Segment Start: Information supplied

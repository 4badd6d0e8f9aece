//! Engine definitions and the master engine weight table.

use std::fmt;

use serde::{Deserialize, Serialize};

use crate::math::{ceil_half, ratio, Fixed};
use crate::tech::{ComponentBase, RulesLevel, TechBase, TechRated};

/// Engine type tag.
#[derive(Debug, Clone, Copy, PartialEq, Eq, Hash, Serialize, Deserialize)]
pub enum EngineType {
    /// Standard fusion engine.
    Standard,
    /// Inner Sphere extra-light fusion engine.
    XlInnerSphere,
    /// Clan extra-light fusion engine.
    XlClan,
    /// Light fusion engine.
    Light,
    /// Inner Sphere extra-extra-light fusion engine.
    XxlInnerSphere,
    /// Clan extra-extra-light fusion engine.
    XxlClan,
    /// Compact fusion engine.
    Compact,
    /// Internal combustion engine.
    Ice,
    /// Fuel cell.
    FuelCell,
    /// Fission engine.
    Fission,
}

impl EngineType {
    /// Every engine type.
    pub const ALL: [EngineType; 10] = [
        EngineType::Standard,
        EngineType::XlInnerSphere,
        EngineType::XlClan,
        EngineType::Light,
        EngineType::XxlInnerSphere,
        EngineType::XxlClan,
        EngineType::Compact,
        EngineType::Ice,
        EngineType::FuelCell,
        EngineType::Fission,
    ];
}

impl fmt::Display for EngineType {
    fn fmt(&self, f: &mut fmt::Formatter<'_>) -> fmt::Result {
        fmt::Debug::fmt(self, f)
    }
}

/// Catalog record for an engine type.
#[derive(Debug, Clone, PartialEq, Serialize, Deserialize)]
pub struct EngineDefinition {
    /// Type tag.
    pub engine_type: EngineType,
    /// Shared metadata.
    pub base: ComponentBase,
    /// Multiplier applied to the standard fusion weight.
    #[serde(with = "crate::math::fixed_serde")]
    pub weight_multiplier: Fixed,
    /// Slots in the center torso.
    pub center_torso_slots: u8,
    /// Slots in each side torso.
    pub side_torso_slots: u8,
    /// Multiplier applied to the standard engine cost.
    #[serde(with = "crate::math::fixed_serde")]
    pub cost_multiplier: Fixed,
    /// Whether the engine provides integral heat sinks.
    pub fusion: bool,
}

impl TechRated for EngineDefinition {
    fn base(&self) -> &ComponentBase {
        &self.base
    }
}

/// Smallest legal engine rating.
pub const MIN_RATING: u16 = 10;

/// Largest rating covered by the weight table.
pub const MAX_RATING: u16 = 400;

/// Standard fusion weights in half tons, for ratings 10, 15, ... 400.
const STANDARD_WEIGHT_HALF_TONS: [u16; 79] = [
    1, 1, 1, 1, 2, 2, 2, 2, 3, 3, // 10-55
    3, 4, 4, 4, 5, 5, 6, 6, 6, 7, // 60-105
    7, 8, 8, 8, 9, 9, 10, 10, 11, 11, // 110-155
    12, 12, 12, 14, 14, 15, 15, 16, 17, 17, // 160-205
    18, 19, 20, 20, 21, 22, 23, 24, 25, 26, // 210-255
    27, 28, 29, 31, 32, 33, 35, 36, 38, 39, // 260-305
    41, 43, 45, 47, 49, 51, 54, 57, 59, 63, // 310-355
    66, 69, 73, 77, 82, 87, 92, 98, 105, // 360-400
];

/// Whether a rating is legal: a multiple of 5 within the weight table.
#[must_use]
pub const fn is_valid_rating(rating: u16) -> bool {
    rating >= MIN_RATING && rating <= MAX_RATING && rating % 5 == 0
}

/// Standard fusion engine weight for a rating, or `None` for an illegal rating.
#[must_use]
pub fn standard_weight(rating: u16) -> Option<Fixed> {
    if !is_valid_rating(rating) {
        return None;
    }
    let index = usize::from((rating - MIN_RATING) / 5);
    STANDARD_WEIGHT_HALF_TONS
        .get(index)
        .map(|halves| ratio(i32::from(*halves), 2))
}

impl EngineDefinition {
    /// Engine weight for a rating, rounded up to the half ton.
    #[must_use]
    pub fn weight(&self, rating: u16) -> Option<Fixed> {
        standard_weight(rating).and_then(|w| ceil_half(w * self.weight_multiplier))
    }

    /// Total critical slots (center torso plus both side torsos).
    #[must_use]
    pub const fn total_slots(&self) -> u8 {
        self.center_torso_slots + 2 * self.side_torso_slots
    }

    /// Whether the engine extends into the side torsos.
    #[must_use]
    pub const fn is_split(&self) -> bool {
        self.side_torso_slots > 0
    }

    /// Free heat sinks carried inside the engine.
    #[must_use]
    pub fn integral_heat_sinks(&self, rating: u16) -> u16 {
        if self.fusion {
            (rating / 25).min(10)
        } else {
            0
        }
    }
}

fn engine(
    engine_type: EngineType,
    name: &str,
    tech_base: TechBase,
    rules_level: RulesLevel,
    year: u16,
    weight_multiplier: Fixed,
    slots: (u8, u8),
    cost_multiplier: Fixed,
    fusion: bool,
) -> EngineDefinition {
    EngineDefinition {
        engine_type,
        base: ComponentBase::new(name, tech_base, rules_level, year),
        weight_multiplier,
        center_torso_slots: slots.0,
        side_torso_slots: slots.1,
        cost_multiplier,
        fusion,
    }
}

pub(crate) fn definitions() -> Vec<EngineDefinition> {
    use EngineType as E;
    use RulesLevel::{Advanced, Experimental, Introductory, Standard};
    use TechBase::{Clan, InnerSphere};
    let one = Fixed::ONE;
    vec![
        engine(E::Standard, "Fusion Engine", InnerSphere, Introductory, 2021, one, (6, 0), one, true),
        engine(E::XlInnerSphere, "XL Engine", InnerSphere, Standard, 2579, ratio(1, 2), (6, 3), ratio(2, 1), true),
        engine(E::XlClan, "XL Engine (Clan)", Clan, Standard, 2827, ratio(1, 2), (6, 2), ratio(2, 1), true),
        engine(E::Light, "Light Engine", InnerSphere, Standard, 3062, ratio(3, 4), (6, 2), ratio(3, 2), true),
        engine(E::XxlInnerSphere, "XXL Engine", InnerSphere, Experimental, 3055, ratio(1, 3), (6, 6), ratio(3, 1), true),
        engine(E::XxlClan, "XXL Engine (Clan)", Clan, Experimental, 3055, ratio(1, 3), (6, 4), ratio(3, 1), true),
        engine(E::Compact, "Compact Engine", InnerSphere, Standard, 3068, ratio(3, 2), (3, 0), ratio(2, 1), true),
        engine(E::Ice, "I.C.E.", InnerSphere, Standard, 1950, ratio(2, 1), (6, 0), ratio(3, 10), false),
        engine(E::FuelCell, "Fuel Cell", InnerSphere, Advanced, 2300, ratio(6, 5), (6, 0), ratio(7, 10), false),
        engine(E::Fission, "Fission Engine", InnerSphere, Advanced, 2882, ratio(7, 4), (6, 0), ratio(3, 4), true),
    ]
}

#[cfg(test)]
mod tests {
    use super::*;

    fn def(t: EngineType) -> EngineDefinition {
        definitions().into_iter().find(|d| d.engine_type == t).unwrap()
    }

    #[test]
    fn test_every_type_defined() {
        let defs = definitions();
        for t in EngineType::ALL {
            assert!(defs.iter().any(|d| d.engine_type == t), "{t} missing");
        }
    }

    #[test]
    fn test_standard_weights() {
        assert_eq!(standard_weight(250), Some(ratio(25, 2)));
        assert_eq!(standard_weight(300), Some(Fixed::from_num(19)));
        assert_eq!(standard_weight(400), Some(ratio(105, 2)));
        assert_eq!(standard_weight(10), Some(ratio(1, 2)));
        assert_eq!(standard_weight(252), None);
        assert_eq!(standard_weight(405), None);
    }

    #[test]
    fn test_weight_table_is_monotonic() {
        assert!(STANDARD_WEIGHT_HALF_TONS.windows(2).all(|w| w[0] <= w[1]));
    }

    #[test]
    fn test_derived_weights() {
        assert_eq!(def(EngineType::XlInnerSphere).weight(300), Some(ratio(19, 2)));
        // 12.5 * 0.75 = 9.375 -> 9.5
        assert_eq!(def(EngineType::Light).weight(250), Some(ratio(19, 2)));
        // 12.5 * 1.5 = 18.75 -> 19
        assert_eq!(def(EngineType::Compact).weight(250), Some(Fixed::from_num(19)));
    }

    #[test]
    fn test_slots() {
        assert_eq!(def(EngineType::Standard).total_slots(), 6);
        assert_eq!(def(EngineType::XlInnerSphere).total_slots(), 12);
        assert_eq!(def(EngineType::XlClan).total_slots(), 10);
        assert_eq!(def(EngineType::Compact).total_slots(), 3);
        assert!(def(EngineType::Light).is_split());
        assert!(!def(EngineType::Standard).is_split());
    }

    #[test]
    fn test_integral_heat_sinks() {
        assert_eq!(def(EngineType::Standard).integral_heat_sinks(250), 10);
        assert_eq!(def(EngineType::Standard).integral_heat_sinks(200), 8);
        assert_eq!(def(EngineType::Ice).integral_heat_sinks(250), 0);
    }
}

Segment End: Information supplied

The problem -
Please copy the lines in the records above between the one holding "the center torso." and the one holding "impl TechRated for", inclusive, exactly and with no other line.

Response -
    /// Slots in the center torso.
    pub center_torso_slots: u8,
    /// Slots in each side torso.
    pub side_torso_slots: u8,
    /// Multiplier applied to the standard engine cost.
    #[serde(with = "crate::math::fixed_serde")]
    pub cost_multiplier: Fixed,
    /// Whether the engine provides integral heat sinks.
    pub fusion: bool,
}

impl TechRated for EngineDefinition {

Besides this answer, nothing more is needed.